[Record extracts — start]

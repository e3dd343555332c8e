use approx::assert_relative_eq;
use sat3d::math::{Point, Real, Rotation, Vector};
use sat3d::query::{PointQuery, Ray, RayCast};
use sat3d::shape::{Aabb, Obb, Plane, Sphere, Triangle};

use crate::utils::*;

#[test]
fn ray_from_below_hits_unit_shapes() {
    let ray = Ray::new(Point::new(0.0, 0.0, -10.0), Vector::z());

    let sphere = Sphere::unit();
    let toi = sphere.cast_ray(&ray).expect("the ray points at the sphere");
    assert_relative_eq!(toi, 9.0, epsilon = 1.0e-9);

    let aabb = Aabb::new(Point::origin(), Vector::repeat(1.0));
    let toi = aabb.cast_ray(&ray).expect("the ray points at the box");
    assert_relative_eq!(toi, 9.0, epsilon = 1.0e-9);

    let obb = Obb::axis_aligned(Point::origin(), Vector::repeat(1.0));
    let toi = obb.cast_ray(&ray).expect("the ray points at the box");
    assert_relative_eq!(toi, 9.0, epsilon = 1.0e-9);
}

#[test]
fn ray_missing_shapes_returns_none() {
    let ray = Ray::new(Point::new(0.0, 0.0, -10.0), Vector::z());

    let far_sphere = Sphere::new(Point::new(100.0, 0.0, 0.0), 1.0);
    assert_eq!(far_sphere.cast_ray(&ray), None);

    let away = Ray::new(Point::new(0.0, 0.0, -10.0), -Vector::z());
    let aabb = Aabb::new(Point::origin(), Vector::repeat(1.0));
    assert_eq!(aabb.cast_ray(&away), None);
    assert_eq!(Sphere::unit().cast_ray(&away), None);
    assert!(!aabb.intersects_ray(&away));
}

#[test]
fn ray_starting_inside_reports_the_exit_point() {
    let ray = Ray::new(Point::new(0.5, 0.0, 0.0), Vector::x());
    assert_relative_eq!(Sphere::unit().cast_ray(&ray).unwrap(), 0.5);

    let aabb = Aabb::new(Point::origin(), Vector::repeat(1.0));
    assert_relative_eq!(aabb.cast_ray(&ray).unwrap(), 0.5);

    let obb = Obb::axis_aligned(Point::origin(), Vector::repeat(1.0));
    assert_relative_eq!(obb.cast_ray(&ray).unwrap(), 0.5);
}

#[test]
fn ray_parallel_to_aabb_slab() {
    // The direction has zero x and y components.
    let aabb = Aabb::new(Point::origin(), Vector::repeat(1.0));
    let inside_slab = Ray::new(Point::new(0.5, -0.5, -5.0), Vector::z());
    let outside_slab = Ray::new(Point::new(1.5, 0.0, -5.0), Vector::z());

    assert_relative_eq!(aabb.cast_ray(&inside_slab).unwrap(), 4.0, epsilon = 1.0e-9);
    assert_eq!(aabb.cast_ray(&outside_slab), None);
}

#[test]
fn ray_parallel_to_rotated_obb_faces() {
    // Rotated about z, so rays along z are parallel to the first two face pairs.
    let obb = Obb::new(
        Point::origin(),
        Vector::repeat(1.0),
        Rotation::from_axis_angle(&Vector::z_axis(), core::f64::consts::FRAC_PI_4),
    );

    // (2, 0) is outside of the rotated square, between the slabs of neither axis.
    let outside_slab = Ray::new(Point::new(2.0, 0.0, -5.0), Vector::z());
    assert_eq!(obb.cast_ray(&outside_slab), None);

    let inside_slab = Ray::new(Point::new(0.5, 0.0, -5.0), Vector::z());
    assert_relative_eq!(obb.cast_ray(&inside_slab).unwrap(), 4.0, epsilon = 1.0e-9);
    assert_relative_eq!(
        obb.cast_ray_and_get_point(&inside_slab).unwrap(),
        Point::new(0.5, 0.0, -1.0),
        epsilon = 1.0e-9
    );

    let away = Ray::new(Point::new(0.5, 0.0, -5.0), -Vector::z());
    assert_eq!(obb.cast_ray(&away), None);
    assert!(!obb.intersects_ray(&away));

    // Moving the hitting ray sideways out of the box makes it miss.
    let shifted = inside_slab.translate_by(Vector::new(1.5, 0.0, 0.0));
    assert_eq!(shifted.origin, Point::new(2.0, 0.0, -5.0));
    assert_eq!(shifted.dir(), inside_slab.dir());
    assert_eq!(obb.cast_ray(&shifted), None);
}

#[test]
fn ray_plane_and_triangle() {
    let plane = Plane::new(Vector::y(), 2.0);
    let down = Ray::new(Point::new(1.0, 5.0, 1.0), -Vector::y());
    let up = Ray::new(Point::new(1.0, 5.0, 1.0), Vector::y());

    assert_relative_eq!(plane.cast_ray(&down).unwrap(), 3.0);
    assert_eq!(plane.cast_ray(&up), None);

    let triangle = Triangle::new(
        Point::new(0.0, 2.0, 0.0),
        Point::new(0.0, 2.0, 4.0),
        Point::new(4.0, 2.0, 0.0),
    );
    assert_relative_eq!(triangle.cast_ray(&down).unwrap(), 3.0);
    // Triangles are hit from both sides.
    let from_below = Ray::new(Point::new(1.0, -1.0, 1.0), Vector::y());
    assert_relative_eq!(triangle.cast_ray(&from_below).unwrap(), 3.0);

    let beside = Ray::new(Point::new(3.0, 5.0, 3.0), -Vector::y());
    assert_eq!(triangle.cast_ray(&beside), None);
}

fn check_entry_point<S: RayCast + PointQuery>(shape: &S, rng: &mut oorandom::Rand64) {
    let origin = Point::from(rand_unit_vector(rng) * 10.0);
    let target = rand_point(rng, 0.05);
    let ray = Ray::new(origin, target - origin);

    let toi: Real = shape
        .cast_ray(&ray)
        .unwrap_or_else(|| panic!("Ray {ray:?} aimed at the center did not hit"));
    let hit = ray.point_at(toi);

    assert!(shape.contains_point(&(hit + ray.dir() * 1.0e-3)));
    assert!(!shape.contains_point(&(hit - ray.dir() * 1.0e-3)));

    // Casting again from just before the hit point finds the same surface.
    let closer = Ray::new(hit - ray.dir() * 0.5, *ray.dir());
    assert_relative_eq!(shape.cast_ray(&closer).unwrap(), 0.5, epsilon = 1.0e-6);
}

#[test]
fn random_rays_enter_boxes_and_spheres() {
    let mut rng = oorandom::Rand64::new(42);

    for _ in 0..1000 {
        let he = rand_half_extents(&mut rng);
        let obb = Obb::new(Point::origin(), he, rand_rotation(&mut rng));
        let aabb = Aabb::new(Point::origin(), he);
        let sphere = Sphere::new(Point::origin(), he.x);

        check_entry_point(&obb, &mut rng);
        check_entry_point(&aabb, &mut rng);
        check_entry_point(&sphere, &mut rng);
    }
}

[Record extracts — finish]

■ What is needed
Keeping every line exactly as it is, copy all the records.

■ Solution to the exercise
repository e3dd343555332c8e
use approx::assert_relative_eq;
use sat3d::math::{Point, Real, Rotation, Vector};
use sat3d::query::{PointQuery, Ray, RayCast};
use sat3d::shape::{Aabb, Obb, Plane, Sphere, Triangle};

use crate::utils::*;

#[test]
fn ray_from_below_hits_unit_shapes() {
    let ray = Ray::new(Point::new(0.0, 0.0, -10.0), Vector::z());

    let sphere = Sphere::unit();
    let toi = sphere.cast_ray(&ray).expect("the ray points at the sphere");
    assert_relative_eq!(toi, 9.0, epsilon = 1.0e-9);

    let aabb = Aabb::new(Point::origin(), Vector::repeat(1.0));
    let toi = aabb.cast_ray(&ray).expect("the ray points at the box");
    assert_relative_eq!(toi, 9.0, epsilon = 1.0e-9);

    let obb = Obb::axis_aligned(Point::origin(), Vector::repeat(1.0));
    let toi = obb.cast_ray(&ray).expect("the ray points at the box");
    assert_relative_eq!(toi, 9.0, epsilon = 1.0e-9);
}

#[test]
fn ray_missing_shapes_returns_none() {
    let ray = Ray::new(Point::new(0.0, 0.0, -10.0), Vector::z());

    let far_sphere = Sphere::new(Point::new(100.0, 0.0, 0.0), 1.0);
    assert_eq!(far_sphere.cast_ray(&ray), None);

    let away = Ray::new(Point::new(0.0, 0.0, -10.0), -Vector::z());
    let aabb = Aabb::new(Point::origin(), Vector::repeat(1.0));
    assert_eq!(aabb.cast_ray(&away), None);
    assert_eq!(Sphere::unit().cast_ray(&away), None);
    assert!(!aabb.intersects_ray(&away));
}

#[test]
fn ray_starting_inside_reports_the_exit_point() {
    let ray = Ray::new(Point::new(0.5, 0.0, 0.0), Vector::x());
    assert_relative_eq!(Sphere::unit().cast_ray(&ray).unwrap(), 0.5);

    let aabb = Aabb::new(Point::origin(), Vector::repeat(1.0));
    assert_relative_eq!(aabb.cast_ray(&ray).unwrap(), 0.5);

    let obb = Obb::axis_aligned(Point::origin(), Vector::repeat(1.0));
    assert_relative_eq!(obb.cast_ray(&ray).unwrap(), 0.5);
}

#[test]
fn ray_parallel_to_aabb_slab() {
    // The direction has zero x and y components.
    let aabb = Aabb::new(Point::origin(), Vector::repeat(1.0));
    let inside_slab = Ray::new(Point::new(0.5, -0.5, -5.0), Vector::z());
    let outside_slab = Ray::new(Point::new(1.5, 0.0, -5.0), Vector::z());

    assert_relative_eq!(aabb.cast_ray(&inside_slab).unwrap(), 4.0, epsilon = 1.0e-9);
    assert_eq!(aabb.cast_ray(&outside_slab), None);
}

#[test]
fn ray_parallel_to_rotated_obb_faces() {
    // Rotated about z, so rays along z are parallel to the first two face pairs.
    let obb = Obb::new(
        Point::origin(),
        Vector::repeat(1.0),
        Rotation::from_axis_angle(&Vector::z_axis(), core::f64::consts::FRAC_PI_4),
    );

    // (2, 0) is outside of the rotated square, between the slabs of neither axis.
    let outside_slab = Ray::new(Point::new(2.0, 0.0, -5.0), Vector::z());
    assert_eq!(obb.cast_ray(&outside_slab), None);

    let inside_slab = Ray::new(Point::new(0.5, 0.0, -5.0), Vector::z());
    assert_relative_eq!(obb.cast_ray(&inside_slab).unwrap(), 4.0, epsilon = 1.0e-9);
    assert_relative_eq!(
        obb.cast_ray_and_get_point(&inside_slab).unwrap(),
        Point::new(0.5, 0.0, -1.0),
        epsilon = 1.0e-9
    );

    let away = Ray::new(Point::new(0.5, 0.0, -5.0), -Vector::z());
    assert_eq!(obb.cast_ray(&away), None);
    assert!(!obb.intersects_ray(&away));

    // Moving the hitting ray sideways out of the box makes it miss.
    let shifted = inside_slab.translate_by(Vector::new(1.5, 0.0, 0.0));
    assert_eq!(shifted.origin, Point::new(2.0, 0.0, -5.0));
    assert_eq!(shifted.dir(), inside_slab.dir());
    assert_eq!(obb.cast_ray(&shifted), None);
}

#[test]
fn ray_plane_and_triangle() {
    let plane = Plane::new(Vector::y(), 2.0);
    let down = Ray::new(Point::new(1.0, 5.0, 1.0), -Vector::y());
    let up = Ray::new(Point::new(1.0, 5.0, 1.0), Vector::y());

    assert_relative_eq!(plane.cast_ray(&down).unwrap(), 3.0);
    assert_eq!(plane.cast_ray(&up), None);

    let triangle = Triangle::new(
        Point::new(0.0, 2.0, 0.0),
        Point::new(0.0, 2.0, 4.0),
        Point::new(4.0, 2.0, 0.0),
    );
    assert_relative_eq!(triangle.cast_ray(&down).unwrap(), 3.0);
    // Triangles are hit from both sides.
    let from_below = Ray::new(Point::new(1.0, -1.0, 1.0), Vector::y());
    assert_relative_eq!(triangle.cast_ray(&from_below).unwrap(), 3.0);

    let beside = Ray::new(Point::new(3.0, 5.0, 3.0), -Vector::y());
    assert_eq!(triangle.cast_ray(&beside), None);
}

fn check_entry_point<S: RayCast + PointQuery>(shape: &S, rng: &mut oorandom::Rand64) {
    let origin = Point::from(rand_unit_vector(rng) * 10.0);
    let target = rand_point(rng, 0.05);
    let ray = Ray::new(origin, target - origin);

    let toi: Real = shape
        .cast_ray(&ray)
        .unwrap_or_else(|| panic!("Ray {ray:?} aimed at the center did not hit"));
    let hit = ray.point_at(toi);

    assert!(shape.contains_point(&(hit + ray.dir() * 1.0e-3)));
    assert!(!shape.contains_point(&(hit - ray.dir() * 1.0e-3)));

    // Casting again from just before the hit point finds the same surface.
    let closer = Ray::new(hit - ray.dir() * 0.5, *ray.dir());
    assert_relative_eq!(shape.cast_ray(&closer).unwrap(), 0.5, epsilon = 1.0e-6);
}

#[test]
fn random_rays_enter_boxes_and_spheres() {
    let mut rng = oorandom::Rand64::new(42);

    for _ in 0..1000 {
        let he = rand_half_extents(&mut rng);
        let obb = Obb::new(Point::origin(), he, rand_rotation(&mut rng));
        let aabb = Aabb::new(Point::origin(), he);
        let sphere = Sphere::new(Point::origin(), he.x);

        check_entry_point(&obb, &mut rng);
        check_entry_point(&aabb, &mut rng);
        check_entry_point(&sphere, &mut rng);
    }
}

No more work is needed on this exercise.